The fire, on Feb. 20, killed 99 people and seriously injured scores more. Four of the 16 Station employees working that night died in the fire, while several others were injured.
According to Rhode Island's workers' compensation statutes, the families of dead workers are eligible for $15,000 for burial and other expenses plus a portion of the deceased's lost wages. Since the club owners did not carry workers' compensation insurance, those families will not receive that money. Plus, the medical bills and lost-wages costs incurred by the injured Station workers are not covered by workers' compensation.
On April 9, the state's Department of Labor and Training fined the Derderians the maximum penalty of $1,000 a day for each day the club operated from the date they purchased it, March 22, 2000, to the day of the fire. The department also referred the case to the attorney general for criminal prosecution. Attorney General Patrick Lynch said the workers' compensation issue was "just one part of our overall investigation."
At a hearing last week, attorneys for the Derderians acknowledged the lack of workers' compensation insurance but it was not out of "malice or ill will," said Jeffrey Derderian's attorney, Jeff Pine. Pine and Michael Derderian's attorney, Kathlenn Hagerty, said they plan to appeal the case to the state's Workers' Compensation Court.

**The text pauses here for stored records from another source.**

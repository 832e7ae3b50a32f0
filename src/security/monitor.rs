//! Runtime container monitoring.
//!
//! Samples each job container on an interval: enumerates processes and
//! listening sockets, checks file integrity against a start-of-job
//! baseline, and reads resource stats. Rule hits and threshold breaches
//! become threat events on the orchestrator's channel.

use std::collections::HashMap;
use std::sync::Arc;
use std::time::Duration;
use tokio::sync::{mpsc, Mutex};
use tokio::task::JoinHandle;
use tracing::{debug, warn};
use uuid::Uuid;

use crate::domain::models::{ThreatEvent, ThreatKind, ThreatSeverity};
use crate::domain::ports::ContainerEngine;

/// Detection rules evaluated per sample.
#[derive(Debug, Clone)]
pub struct MonitorRules {
    /// Process command substrings that indicate tampering tools.
    pub suspicious_processes: Vec<String>,
    /// Process command substrings that indicate cryptomining.
    pub cryptomining_processes: Vec<String>,
    /// Listening ports that indicate mining pools or reverse shells.
    pub suspicious_ports: Vec<u16>,
    /// Files whose digests are baselined at start and re-checked.
    pub watched_files: Vec<String>,
    /// CPU fraction above which a resource-abuse threat is raised.
    pub cpu_threshold: f64,
    /// Memory fraction (of the container limit) above which abuse fires.
    pub memory_threshold: f64,
}

impl Default for MonitorRules {
    fn default() -> Self {
        Self {
            suspicious_processes: vec![
                "nmap".to_string(),
                "masscan".to_string(),
                "tcpdump".to_string(),
                "socat".to_string(),
                "ncat".to_string(),
            ],
            cryptomining_processes: vec![
                "xmrig".to_string(),
                "minerd".to_string(),
                "cgminer".to_string(),
                "ethminer".to_string(),
                "cpuminer".to_string(),
            ],
            suspicious_ports: vec![3333, 4444, 5555, 7777, 14444, 31337],
            watched_files: vec![
                "/etc/passwd".to_string(),
                "/etc/shadow".to_string(),
                "/etc/sudoers".to_string(),
            ],
            cpu_threshold: 0.95,
            memory_threshold: 0.95,
        }
    }
}

struct Session {
    container_id: String,
    job_id: Uuid,
    task: JoinHandle<()>,
}

/// Periodic in-container sampler.
pub struct RuntimeMonitor {
    engine: Arc<dyn ContainerEngine>,
    rules: MonitorRules,
    interval: Duration,
    threat_tx: mpsc::Sender<ThreatEvent>,
    sessions: Mutex<HashMap<Uuid, Session>>,
}

impl RuntimeMonitor {
    pub fn new(
        engine: Arc<dyn ContainerEngine>,
        rules: MonitorRules,
        interval: Duration,
        threat_tx: mpsc::Sender<ThreatEvent>,
    ) -> Self {
        Self {
            engine,
            rules,
            interval,
            threat_tx,
            sessions: Mutex::new(HashMap::new()),
        }
    }

    /// Begin monitoring a container. Returns the monitoring handle.
    pub async fn start(&self, job_id: Uuid, container_id: &str) -> Uuid {
        let handle = Uuid::new_v4();
        let baseline = Self::file_baseline(
            self.engine.as_ref(),
            container_id,
            &self.rules.watched_files,
        )
        .await;

        let engine = self.engine.clone();
        let rules = self.rules.clone();
        let interval = self.interval;
        let threat_tx = self.threat_tx.clone();
        let container = container_id.to_string();

        let task = tokio::spawn(async move {
            let mut ticker = tokio::time::interval(interval);
            ticker.set_missed_tick_behavior(tokio::time::MissedTickBehavior::Delay);
            loop {
                ticker.tick().await;
                let threats =
                    Self::sample_once(engine.as_ref(), &rules, job_id, &container, &baseline)
                        .await;
                for threat in threats {
                    if threat_tx.send(threat).await.is_err() {
                        return;
                    }
                }
            }
        });

        self.sessions.lock().await.insert(
            handle,
            Session {
                container_id: container_id.to_string(),
                job_id,
                task,
            },
        );
        debug!(job_id = %job_id, container = container_id, "runtime monitoring started");
        handle
    }

    /// Stop a monitoring session. Stopping twice is a no-op.
    pub async fn stop(&self, handle: Uuid) {
        if let Some(session) = self.sessions.lock().await.remove(&handle) {
            session.task.abort();
            debug!(job_id = %session.job_id, container = %session.container_id, "runtime monitoring stopped");
        }
    }

    /// Digest baseline for the watched files.
    async fn file_baseline(
        engine: &dyn ContainerEngine,
        container_id: &str,
        watched: &[String],
    ) -> HashMap<String, String> {
        let mut argv = vec!["sha256sum".to_string()];
        argv.extend(watched.iter().cloned());
        match engine.exec(container_id, &argv).await {
            Ok(output) => Self::parse_digests(&output.stdout),
            Err(_) => HashMap::new(),
        }
    }

    /// Parse `sha256sum` output lines: `<digest>  <path>`.
    fn parse_digests(stdout: &str) -> HashMap<String, String> {
        let mut digests = HashMap::new();
        for line in stdout.lines() {
            let mut parts = line.split_whitespace();
            if let (Some(digest), Some(path)) = (parts.next(), parts.next()) {
                digests.insert(path.to_string(), digest.to_string());
            }
        }
        digests
    }

    /// One full sample pass. Public for deterministic tests; the loop
    /// calls this on every tick.
    pub async fn sample_once(
        engine: &dyn ContainerEngine,
        rules: &MonitorRules,
        job_id: Uuid,
        container_id: &str,
        baseline: &HashMap<String, String>,
    ) -> Vec<ThreatEvent> {
        let mut threats = Vec::new();

        // Process sweep.
        if let Ok(output) = engine
            .exec(container_id, &["ps".to_string(), "-eo".to_string(), "pid,comm,args".to_string()])
            .await
        {
            for line in output.stdout.lines().skip(1) {
                let lowered = line.to_lowercase();
                for pattern in &rules.cryptomining_processes {
                    if lowered.contains(pattern) {
                        threats.push(ThreatEvent::new(
                            job_id,
                            ThreatKind::Cryptomining,
                            ThreatSeverity::Critical,
                            format!("mining process observed: {}", line.trim()),
                        ));
                    }
                }
                for pattern in &rules.suspicious_processes {
                    if lowered.contains(pattern) {
                        threats.push(ThreatEvent::new(
                            job_id,
                            ThreatKind::SuspiciousProcess,
                            ThreatSeverity::High,
                            format!("suspicious process observed: {}", line.trim()),
                        ));
                    }
                }
            }
        }

        // Socket sweep.
        if let Ok(output) = engine
            .exec(container_id, &["ss".to_string(), "-tlnp".to_string()])
            .await
        {
            for port in &rules.suspicious_ports {
                let needle = format!(":{port}");
                if output
                    .stdout
                    .lines()
                    .any(|line| line.split_whitespace().any(|col| col.ends_with(&needle)))
                {
                    threats.push(ThreatEvent::new(
                        job_id,
                        ThreatKind::SuspiciousPort,
                        ThreatSeverity::High,
                        format!("listener on suspicious port {port}"),
                    ));
                }
            }
        }

        // File integrity.
        if !baseline.is_empty() {
            let current =
                Self::file_baseline(engine, container_id, &rules.watched_files).await;
            for (path, digest) in baseline {
                match current.get(path) {
                    Some(now) if now == digest => {}
                    Some(_) => threats.push(ThreatEvent::new(
                        job_id,
                        ThreatKind::FileIntegrity,
                        ThreatSeverity::Critical,
                        format!("watched file modified: {path}"),
                    )),
                    None => threats.push(ThreatEvent::new(
                        job_id,
                        ThreatKind::FileIntegrity,
                        ThreatSeverity::High,
                        format!("watched file missing: {path}"),
                    )),
                }
            }
        }

        // Resource stats.
        if let Ok(stats) = engine.stats(container_id).await {
            if stats.cpu_fraction > rules.cpu_threshold {
                threats.push(ThreatEvent::new(
                    job_id,
                    ThreatKind::ResourceAbuse,
                    ThreatSeverity::Medium,
                    format!("cpu at {:.0}% of limit", stats.cpu_fraction * 100.0),
                ));
            }
            if stats.memory_limit_bytes > 0 {
                let fraction = stats.memory_bytes as f64 / stats.memory_limit_bytes as f64;
                if fraction > rules.memory_threshold {
                    threats.push(ThreatEvent::new(
                        job_id,
                        ThreatKind::ResourceAbuse,
                        ThreatSeverity::Medium,
                        format!("memory at {:.0}% of limit", fraction * 100.0),
                    ));
                }
            }
        }

        if !threats.is_empty() {
            warn!(
                job_id = %job_id,
                container = container_id,
                count = threats.len(),
                "threats observed in sample"
            );
        }
        threats
    }

    /// Active session count, for health reporting.
    pub async fn active_sessions(&self) -> usize {
        self.sessions.lock().await.len()
    }
}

The fire was caused by a pyrotechnics display, which set the soundproofing foam on the club's ceiling on fire. The club, which was packed with fans of the band Great White, has a legal capacity of 404. Investigators searching the rubble allegedly found a partially burned, unsigned contract between the band and club that listed a capacity of 550, causing some victims' families to claim the club was overcrowded the night of the fire.